TRAVIS DEVINE TOOK A SHALLOW breath, ignored the heat and humidity that was rising fast along with the sun, and rushed to board the 6:20 train, like it was the last flight out of Saigon. He was wearing an off-the-rack pearl-gray suit, a wrinkled white shirt that needed laundering, and a muted dark tie. He would rather be in jeans and a T-shirt, or cammies and Army jump boots. But that couldn’t happen, not on this ride.

He was freshly showered although already starting to perspire; his thick hodgepodge of hair was as neatly combed as he could manage it. His face was shaved and mildly scented with a nondescript cologne. He wore cheap tasseled loafers shined fore and aft. The imitation leather briefcase held his company-issued laptop with special encryption and no personal use permitted thereon, along with breath mints and a packet of Pepcid AC. He no longer took the neat little power pills he’d popped when suited up to fight for his country. The Army used to give them out like gummy bears so the grunts would battle longer and harder on less sleep and less to eat.

Now they cost money.

His primary weapons, instead of the Army-issued M4 carbine and M9 sidearm of yesteryear, were twin Apple Mac twenty-seven-inch screens, connected by digital tethers to mighty, encrypted clouds seeded with all the data he would ever need. It was all bull-shit, really, and, strangely enough, more important to him than anything else on earth right now.

What they taught you in the world of high finance was simple really: win or lose. Eat or starve. It was a binary choice. No Taliban or Afghan soldier pretending to be your ally before banging a round into the back of your head. Here, his chief concerns were quarterly earnings projections, liquidity, free and closed markets, monopolies and oligarchies, in-house lawyers who wanted you to stick to the rules, and bosses who insisted that you didn’t. And most significant of all, the persons sitting right next to Devine at the office. They were mortal foes. It was him or them in Wall Street’s version of mixed martial arts.

Devine was commuting south to the big city on Metro North’s Harlem Line. At age thirty-two, his entire life had changed. And he wasn’t sure how he felt about it. No, he was sure. He hated it. That meant things were working according to plan.
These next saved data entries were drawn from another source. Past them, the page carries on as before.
const UPSERT_ACCOUNT_SQL: &str = r#"
    INSERT INTO virtual_accounts (
        va_id, balance, realized_pnl, wins, losses, consecutive_losses,
        peak_equity, max_drawdown, cooldown_until, kill_switch
    )
    VALUES ($1, $2, $3, $4, $5, $6, $7, $8, $9, $10)
    ON CONFLICT(va_id) DO UPDATE SET
        balance = excluded.balance,
        realized_pnl = excluded.realized_pnl,
        wins = excluded.wins,
        losses = excluded.losses,
        consecutive_losses = excluded.consecutive_losses,
        peak_equity = excluded.peak_equity,
        max_drawdown = excluded.max_drawdown,
        cooldown_until = excluded.cooldown_until,
        kill_switch = excluded.kill_switch
    "#;

impl SqliteStore {
    pub fn new(db: Database) -> Self {
        Self { db }
    }
}
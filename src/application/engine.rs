//! The execution loop.
//!
//! One cooperative task multiplexes every engine activity: signal intake,
//! fill application, stop-loss monitoring, reconciliation, dashboard
//! refresh, and shutdown. The store serializes all durable state changes,
//! so the hard invariants never depend on cross-task interleaving.

use crate::application::dashboard::DashboardView;
use crate::application::filters::{FilterChain, GateContext};
use crate::application::governor::{Governor, GovernorConfig};
use crate::application::order_manager::{
    FillOutcome, OrderManager, OrderManagerConfig, Placement,
};
use crate::application::router::SignalRouter;
use crate::application::signal_queue::SignalQueue;
use crate::config::EngineConfig;
use crate::domain::account::VirtualAccount;
use crate::domain::admission::Admission;
use crate::domain::errors::OrderError;
use crate::domain::ports::ExchangeAdapter;
use crate::domain::repositories::TradeStore;
use crate::domain::types::{FillEvent, MarketTick, Signal};
use anyhow::{Context, Result};
use chrono::Utc;
use serde::Serialize;
use std::sync::Arc;
use std::time::Duration;
use tokio::sync::watch;
use tokio::time::MissedTickBehavior;
use tracing::{debug, error, info, warn};

/// Rejection and throughput accounting, surfaced on the dashboard.
#[derive(Debug, Default, Clone, Serialize)]
pub struct EngineCounters {
    pub signals_accepted: u64,
    pub rejected_router: u64,
    pub rejected_governor: u64,
    pub rejected_filters: u64,
    pub rejected_orders: u64,
    pub signals_dropped: u64,
    pub fills_applied: u64,
    pub fills_ignored: u64,
    pub stop_triggers: u64,
    pub last_error: Option<String>,
}

pub struct ExecutionEngine {
    config: EngineConfig,
    store: Arc<dyn TradeStore>,
    exchange: Arc<dyn ExchangeAdapter>,
    router: SignalRouter,
    governor: Governor,
    filters: FilterChain,
    orders: OrderManager,
    dashboard: DashboardView,
    queue: Arc<SignalQueue>,
    counters: EngineCounters,
}
use chrono::{DateTime, Duration, Utc};
use rust_decimal::Decimal;
use serde::{Deserialize, Serialize};

/// An isolated risk and accounting unit sharing the real exchange
/// connection. Created at startup, mutated only through the store by the
/// governor and order manager paths, never destroyed during a session.
#[derive(Debug, Clone, PartialEq, Serialize, Deserialize)]
pub struct VirtualAccount {
    pub va_id: String,
    /// Running cash. Realized PnL is folded in as trades settle.
    pub balance: Decimal,
    pub realized_pnl: Decimal,
    pub wins: u32,
    pub losses: u32,
    pub consecutive_losses: u32,
    /// Highest balance reached. Persisted so drawdown survives restart.
    pub peak_equity: Decimal,
    /// Largest peak-to-balance fall observed, clamped at zero.
    pub max_drawdown: Decimal,
    pub cooldown_until: Option<DateTime<Utc>>,
    pub kill_switch: bool,
}

impl VirtualAccount {
    pub fn new(va_id: impl Into<String>, initial_balance: Decimal) -> Self {
        Self {
            va_id: va_id.into(),
            balance: initial_balance,
            realized_pnl: Decimal::ZERO,
            wins: 0,
            losses: 0,
            consecutive_losses: 0,
            peak_equity: initial_balance,
            max_drawdown: Decimal::ZERO,
            cooldown_until: None,
            kill_switch: false,
        }
    }

    pub fn in_cooldown(&self, now: DateTime<Utc>) -> bool {
        matches!(self.cooldown_until, Some(until) if until > now)
    }

    /// Fold a settled trade into the account.
    ///
    /// The loss streak resets to zero the moment a cooldown engages, so
    /// `consecutive_losses >= threshold` can never be observed alongside an
    /// expired cooldown. A win recorded during an active cooldown resets
    /// the streak but leaves the cooldown to run to its expiry.
    pub fn record_trade(
        &mut self,
        pnl: Decimal,
        now: DateTime<Utc>,
        loss_threshold: u32,
        cooldown_duration: Duration,
    ) {
        if let Some(until) = self.cooldown_until
            && until <= now
        {
            self.cooldown_until = None;
        }

        self.balance += pnl;
        self.realized_pnl += pnl;

        if pnl < Decimal::ZERO {
            self.losses += 1;
            self.consecutive_losses += 1;
        } else {
            self.wins += 1;
            self.consecutive_losses = 0;
        }

        if self.balance > self.peak_equity {
            self.peak_equity = self.balance;
        }
        let drawdown = (self.peak_equity - self.balance).max(Decimal::ZERO);
        if drawdown > self.max_drawdown {
            self.max_drawdown = drawdown;
        }

        if loss_threshold > 0 && self.consecutive_losses >= loss_threshold {
            self.cooldown_until = Some(now + cooldown_duration);
            self.consecutive_losses = 0;
        }
    }
}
He sat where he always did when commuting into the city—third row, window seat on the starboard side. He switched to the port side on the way back. The train puttered along with no real ambition, unlike the humans it carried. Sleek trains ran like cheetahs in Europe and Asia, but here they were snails. Yet they were faster than the cars stuck in the murderous traffic that piled in and out of the city morning, noon, and night.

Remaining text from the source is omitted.